Proof: Showing A is Similar to Upper-Triangular Matrix

[ksinclair13]

Homework Statement

Let A be an n x n matrix and suppose that the characteristic polynomial of A is
p(t) = ($$\lambda$$-t)$$^{n}$$ for some fixed $$\lambda$$ $$\in$$ R. Show that A is similar to an upper-triangular matrix. Do this by finding a basis with the following property: {x₁,...,x_n} is a basis of R$$^{n}$$ such that Ax_k $$\in$$ span{x₁,...,x_k} for k = 1,2,...,n. You may find the Cayley-Hamilton Theorem helpful.

Homework Equations

p(t) = det(A-t*I) = ($$\lambda$$-t)$$^{n}$$
p(A) = 0 (Cayley-Hamilton Theorem)

The Attempt at a Solution

I have already done the following problem:
Let A be an n x n matrix and let {x₁,...,x_n} be a basis of R$$^{n}$$. Show that the matrix of the linear transformation associated to A with respect to this basis is upper-triangular if and only if Ax_k $$\in$$ span{x₁,...,x_k} for k = 1,2,...,n.

I think the matrix [x₁,...,x_n] must itself be upper-triangular. Such a basis would not be difficult to find, however I don't understand how to connect this with the Cayley-Hamilton Theorem or the fact that $$\lambda$$ is an eigenvalue of A with multiplicity n. I also don't have any good ideas of how to go about the proof in general.

Any help would be greatly appreciated!

 

[mighty2000]

Hello!

To show that A is similar to an upper-triangular matrix, we need to find a basis with the property stated in the problem. We can approach this by using the Cayley-Hamilton Theorem, which states that p(A) = 0. This means that A satisfies its own characteristic polynomial.

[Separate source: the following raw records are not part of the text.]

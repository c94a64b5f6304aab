//! CLI and environment configuration.
//!
//! Every flag can also come from the environment; nested purge keys use
//! the `PURGE__*` spelling (`PURGE__INTERVAL=2`).

use std::net::SocketAddr;
use std::path::PathBuf;

use clap::{ArgAction, Args, Parser, Subcommand};
use vault_sync_core::purger::PurgeOptions;

#[derive(Debug, Parser)]
#[command(name = "vault-sync", about = "Self-hosted note synchronization server")]
pub struct Cli {
    #[command(flatten)]
    pub settings: Settings,

    #[command(subcommand)]
    pub command: Option<Command>,
}

#[derive(Debug, Subcommand)]
pub enum Command {
    /// Run the server (the default).
    Serve,
    /// Create a user and print its id.
    CreateUser {
        name: String,
        email: String,
        password: String,
    },
}

#[derive(Debug, Clone, Args)]
pub struct Settings {
    /// Address to serve HTTP and sync connections on.
    #[arg(long, env = "LISTEN", default_value = "0.0.0.0:8000")]
    pub listen: SocketAddr,

    /// Path of the SQLite database.
    #[arg(long, env = "DATABASE", default_value = "data/data.db")]
    pub database: PathBuf,

    /// Directory blobs are stored under.
    #[arg(long, env = "BLOBS", default_value = "data/blobs")]
    pub blobs: PathBuf,

    /// Verbose database statement logging.
    #[arg(long, env = "ECHO", default_value_t = false, action = ArgAction::Set)]
    pub echo: bool,

    /// Verbose process logging and debug routes.
    #[arg(long, env = "DEBUG", default_value_t = false, action = ArgAction::Set)]
    pub debug: bool,

    /// Enable the background purger.
    #[arg(long, env = "PURGE__ENABLED", default_value_t = true, action = ArgAction::Set)]
    pub purge_enabled: bool,

    /// Hours between purger runs.
    #[arg(long, env = "PURGE__INTERVAL", default_value_t = 1)]
    pub purge_interval: u64,

    /// Days a soft-deleted vault is kept before hard deletion.
    #[arg(long, env = "PURGE__VAULT_AGE", default_value_t = 30)]
    pub purge_vault_age: u64,

    /// Days before an unconfirmed upload is reclaimed.
    #[arg(long, env = "PURGE__PENDING_AGE", default_value_t = 7)]
    pub purge_pending_age: u64,
}

impl Settings {
    pub fn purge_options(&self) -> PurgeOptions {
        PurgeOptions {
            enabled: self.purge_enabled,
            interval: self.purge_interval,
            vault_age: self.purge_vault_age,
            pending_age: self.purge_pending_age,
        }
    }
}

Since p(t) = (\lambda-t)^{n}, we know that \lambda is an eigenvalue of A with multiplicity n. This means that there exists a basis {x1,...,xn} such that Axk = \lambda xk for k = 1,2,...,n. This is because the characteristic polynomial of A is the product of its eigenvalues, and in this case, all eigenvalues are equal to \lambda.

Now, let us consider the matrix [x1,...,xn]. Since Axk = \lambda xk for k = 1,2,...,n, we can see that the first column of this matrix will be [x1,0,0,...,0], the second column will be [0,x2,0,...,0], and so on. Therefore, this matrix is upper-triangular.

Furthermore, since Axk = \lambda xk for k = 1,2,...,n, we can see that Axk \in span{x1,...,xk}. This satisfies the property stated in the problem, and thus A is similar to an upper-triangular matrix.

I hope this helps! Let me know if you need any further clarification.